Fig. 4. Percentage breakdown of the incidence and genetic causes of HRD in CHORD-HRD patients pan-cancer and by cancer type.

Left and right bars represent the HMF and PCAWG datasets respectively. The vertical split in the figure separates cancer types with (left side) and without (right side) ≥10 CHORD-HRD patients in at least one of the datasets. a Frequency of HRD. Cancer types where no frequency of HRD is displayed contain no data in either the HMF or PCAWG datasets. b The gene deficiency associated with HRD. Bar segments are grouped into BRCA2-type HRD genes (BRCA2, RAD51C, PALB2) and BRCA1-type HRD genes (BRCA1 only). c The likely combination of biallelic events in BRCA1/2, RAD51C or PALB2 causing HRD. d Whether the genetic cause of HRD was purely due to somatic events, due to germline predisposition, or unknown.

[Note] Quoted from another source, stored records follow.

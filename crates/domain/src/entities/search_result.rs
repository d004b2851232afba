//! Search result entities

use chrono::{DateTime, Utc};
use serde::{Deserialize, Serialize};

use crate::value_objects::{FilterMode, ResultType};

/// A single normalized result as returned by a search provider
///
/// Immutable once produced. `preview_url` is always a same-origin proxy
/// reference, never a raw third-party image URL.
#[derive(Debug, Clone, Serialize, Deserialize, PartialEq, Eq)]
#[serde(rename_all = "camelCase")]
pub struct RawResult {
    /// Title of the result
    pub title: String,

    /// Target URL (may be empty for pure text results)
    pub url: String,

    /// Plain-text snippet
    pub snippet: String,

    /// Proxy reference to a thumbnail, if the upstream provided one
    #[serde(default, skip_serializing_if = "Option::is_none")]
    pub preview_url: Option<String>,
}

impl RawResult {
    /// Create a result without a preview
    #[must_use]
    pub const fn new(title: String, url: String, snippet: String) -> Self {
        Self {
            title,
            url,
            snippet,
            preview_url: None,
        }
    }

    /// Attach a preview proxy reference
    #[must_use]
    pub fn with_preview(mut self, preview_url: impl Into<String>) -> Self {
        self.preview_url = Some(preview_url.into());
        self
    }

    /// Derive the semantic type of this result
    #[must_use]
    pub fn classify(&self) -> ResultType {
        ResultType::classify(&self.url, self.preview_url.as_deref())
    }

    /// Consume into a classified result
    #[must_use]
    pub fn into_classified(self) -> ClassifiedResult {
        let result_type = self.classify();
        ClassifiedResult {
            raw: self,
            result_type,
        }
    }
}

/// A raw result together with its derived type
#[derive(Debug, Clone, PartialEq, Eq)]
pub struct ClassifiedResult {
    pub raw: RawResult,
    pub result_type: ResultType,
}

impl ClassifiedResult {
    /// Attach an identity, producing the record shape sent to clients
    #[must_use]
    pub fn into_record(self, id: u64, timestamp: DateTime<Utc>) -> SearchResultRecord {
        SearchResultRecord {
            id,
            title: self.raw.title,
            url: self.raw.url,
            snippet: self.raw.snippet,
            result_type: self.result_type,
            timestamp,
            preview_url: self.raw.preview_url,
        }
    }
}

/// A classified result with an assigned identity and timestamp
#[derive(Debug, Clone, Serialize, Deserialize, PartialEq, Eq)]
#[serde(rename_all = "camelCase")]
pub struct SearchResultRecord {
    pub id: u64,
    pub title: String,
    pub url: String,
    pub snippet: String,
    #[serde(rename = "type")]
    pub result_type: ResultType,
    pub timestamp: DateTime<Utc>,
    #[serde(default, skip_serializing_if = "Option::is_none")]
    pub preview_url: Option<String>,
}

/// Response shape of a completed search
#[derive(Debug, Clone, Serialize, Deserialize, PartialEq, Eq)]
#[serde(rename_all = "camelCase")]
pub struct SearchResponse {
    /// Results that passed the policy, in provider order
    pub results: Vec<SearchResultRecord>,

    /// Best-effort: true when the provider filled the requested page
    pub has_more: bool,

    /// How many provider results the policy removed
    pub blocked_count: usize,

    /// The effective mode the request was filtered under
    pub filter_mode: FilterMode,
}

impl SearchResponse {
    /// Check if the response has any results
    #[must_use]
    pub fn has_results(&self) -> bool {
        !self.results.is_empty()
    }
}

/// Best-effort "more pages" heuristic: a full page suggests more exist
#[must_use]
pub const fn infer_has_more(returned: usize, limit: usize) -> bool {
    limit > 0 && returned == limit
}

#[cfg(test)]
mod tests {
    use super::*;
    use chrono::TimeZone;

    fn sample_result() -> RawResult {
        RawResult::new(
            "Rust (programming language)".to_string(),
            "https://en.wikipedia.org/wiki/Rust_(programming_language)".to_string(),
            "Rust is a general-purpose programming language".to_string(),
        )
    }

    #[test]
    fn test_classify_without_preview() {
        assert_eq!(sample_result().classify(), ResultType::Link);
    }

    #[test]
    fn test_classify_with_preview() {
        let result = sample_result().with_preview("/media/proxy?url=x");
        assert_eq!(result.into_classified().result_type, ResultType::Image);
    }

    #[test]
    fn test_into_record_keeps_fields() {
        let ts = Utc.with_ymd_and_hms(2024, 5, 1, 12, 0, 0).unwrap();
        let record = sample_result()
            .with_preview("/media/proxy?url=y")
            .into_classified()
            .into_record(7, ts);

        assert_eq!(record.id, 7);
        assert_eq!(record.timestamp, ts);
        assert_eq!(record.title, "Rust (programming language)");
        assert_eq!(record.preview_url.as_deref(), Some("/media/proxy?url=y"));
        assert_eq!(record.result_type, ResultType::Image);
    }

    #[test]
    fn test_record_serialization_shape() {
        let ts = Utc.with_ymd_and_hms(2024, 5, 1, 12, 0, 0).unwrap();
        let record = sample_result().into_classified().into_record(1, ts);
        let json = serde_json::to_value(&record).unwrap();

        assert_eq!(json["type"], "link");
        assert_eq!(json["id"], 1);
        assert!(json.get("previewUrl").is_none());
        assert!(json.get("result_type").is_none());
    }

    #[test]
    fn test_response_serialization_shape() {
        let response = SearchResponse {
            results: vec![],
            has_more: false,
            blocked_count: 2,
            filter_mode: FilterMode::Strict,
        };
        let json = serde_json::to_value(&response).unwrap();
        assert_eq!(json["hasMore"], false);
        assert_eq!(json["blockedCount"], 2);
        assert_eq!(json["filterMode"], "strict");
        assert!(!response.has_results());
    }

    #[test]
    fn test_has_more_heuristic() {
        assert!(infer_has_more(10, 10));
        assert!(!infer_has_more(9, 10));
        assert!(!infer_has_more(0, 0));
    }
}
//! Web search configuration

use std::fmt;

use domain::DEFAULT_PROXY_PATH;
use serde::{Deserialize, Serialize};

/// Which upstream backend serves searches
#[derive(Debug, Clone, Copy, PartialEq, Eq, Default, Serialize, Deserialize)]
#[serde(rename_all = "lowercase")]
pub enum ProviderKind {
    /// Encyclopedia search, text-only results
    #[default]
    Wikipedia,
    /// Self-hosted metasearch with thumbnails
    Searxng,
}

impl fmt::Display for ProviderKind {
    fn fmt(&self, f: &mut fmt::Formatter<'_>) -> fmt::Result {
        match self {
            Self::Wikipedia => f.write_str("wikipedia"),
            Self::Searxng => f.write_str("searxng"),
        }
    }
}

/// Configuration for search backends
#[derive(Debug, Clone, Serialize, Deserialize)]
pub struct WebSearchConfig {
    /// Active backend
    #[serde(default)]
    pub provider: ProviderKind,

    /// Wikipedia API base URL (the `/w/api.php` path is appended)
    #[serde(default = "default_wikipedia_base_url")]
    pub wikipedia_base_url: String,

    /// Prefix for article links built from result titles
    #[serde(default = "default_wikipedia_article_base")]
    pub wikipedia_article_base: String,

    /// SearXNG instance base URL
    #[serde(default = "default_searxng_base_url")]
    pub searxng_base_url: String,

    /// SearXNG `safesearch` parameter: 0 (off), 1 (moderate), 2 (strict)
    #[serde(default = "default_searxng_safesearch")]
    pub searxng_safesearch: u8,

    /// Request timeout in seconds
    #[serde(default = "default_timeout_secs")]
    pub timeout_secs: u64,

    /// Path thumbnails are rewritten to
    #[serde(default = "default_proxy_path")]
    pub proxy_path: String,

    /// Outbound User-Agent
    #[serde(default = "default_user_agent")]
    pub user_agent: String,
}

fn default_wikipedia_base_url() -> String {
    "https://en.wikipedia.org".to_string()
}

fn default_wikipedia_article_base() -> String {
    "https://en.wikipedia.org/wiki/".to_string()
}

fn default_searxng_base_url() -> String {
    "http://localhost:8888".to_string()
}

const fn default_searxng_safesearch() -> u8 {
    1
}

const fn default_timeout_secs() -> u64 {
    5
}

fn default_proxy_path() -> String {
    DEFAULT_PROXY_PATH.to_string()
}

fn default_user_agent() -> String {
    format!("NetSentinelSafeSearch/{}", env!("CARGO_PKG_VERSION"))
}

impl Default for WebSearchConfig {
    fn default() -> Self {
        Self {
            provider: ProviderKind::default(),
            wikipedia_base_url: default_wikipedia_base_url(),
            wikipedia_article_base: default_wikipedia_article_base(),
            searxng_base_url: default_searxng_base_url(),
            searxng_safesearch: default_searxng_safesearch(),
            timeout_secs: default_timeout_secs(),
            proxy_path: default_proxy_path(),
            user_agent: default_user_agent(),
        }
    }
}

impl WebSearchConfig {
    /// Create a configuration for testing against a mock server
    #[must_use]
    pub fn for_testing(base_url: &str) -> Self {
        Self {
            wikipedia_base_url: base_url.to_string(),
            searxng_base_url: base_url.to_string(),
            timeout_secs: 2,
            ..Default::default()
        }
    }

    /// Validate the configuration
    ///
    /// # Errors
    ///
    /// Returns an error if the configuration is invalid.
    pub fn validate(&self) -> Result<(), String> {
        if self.timeout_secs == 0 {
            return Err("timeout_secs must be greater than 0".to_string());
        }

        if self.searxng_safesearch > 2 {
            return Err("searxng_safesearch must be 0, 1 or 2".to_string());
        }

        if !self.proxy_path.starts_with('/') {
            return Err("proxy_path must be an absolute path".to_string());
        }

        if self.user_agent.trim().is_empty() {
            return Err("user_agent must not be empty".to_string());
        }

        let base = match self.provider {
            ProviderKind::Wikipedia => &self.wikipedia_base_url,
            ProviderKind::Searxng => &self.searxng_base_url,
        };
        url::Url::parse(base).map_err(|e| format!("invalid {} base URL: {e}", self.provider))?;

        Ok(())
    }
}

In c, d, “Unknown” and/or “LOH + unknown” bar segments refer to patients where no clear biallelic loss of the aforementioned BRCA1/2, RAD51C, or PALB2 was identified (i.e. clusters 4 and 6 of Fig. 3c). LOH: loss-of-heterozygosity. Only data from samples that passed CHORD’s QC criteria are shown in this figure (MSI absent, ≥50 indels, and ≥30 SVs if a sample was predicted HRD).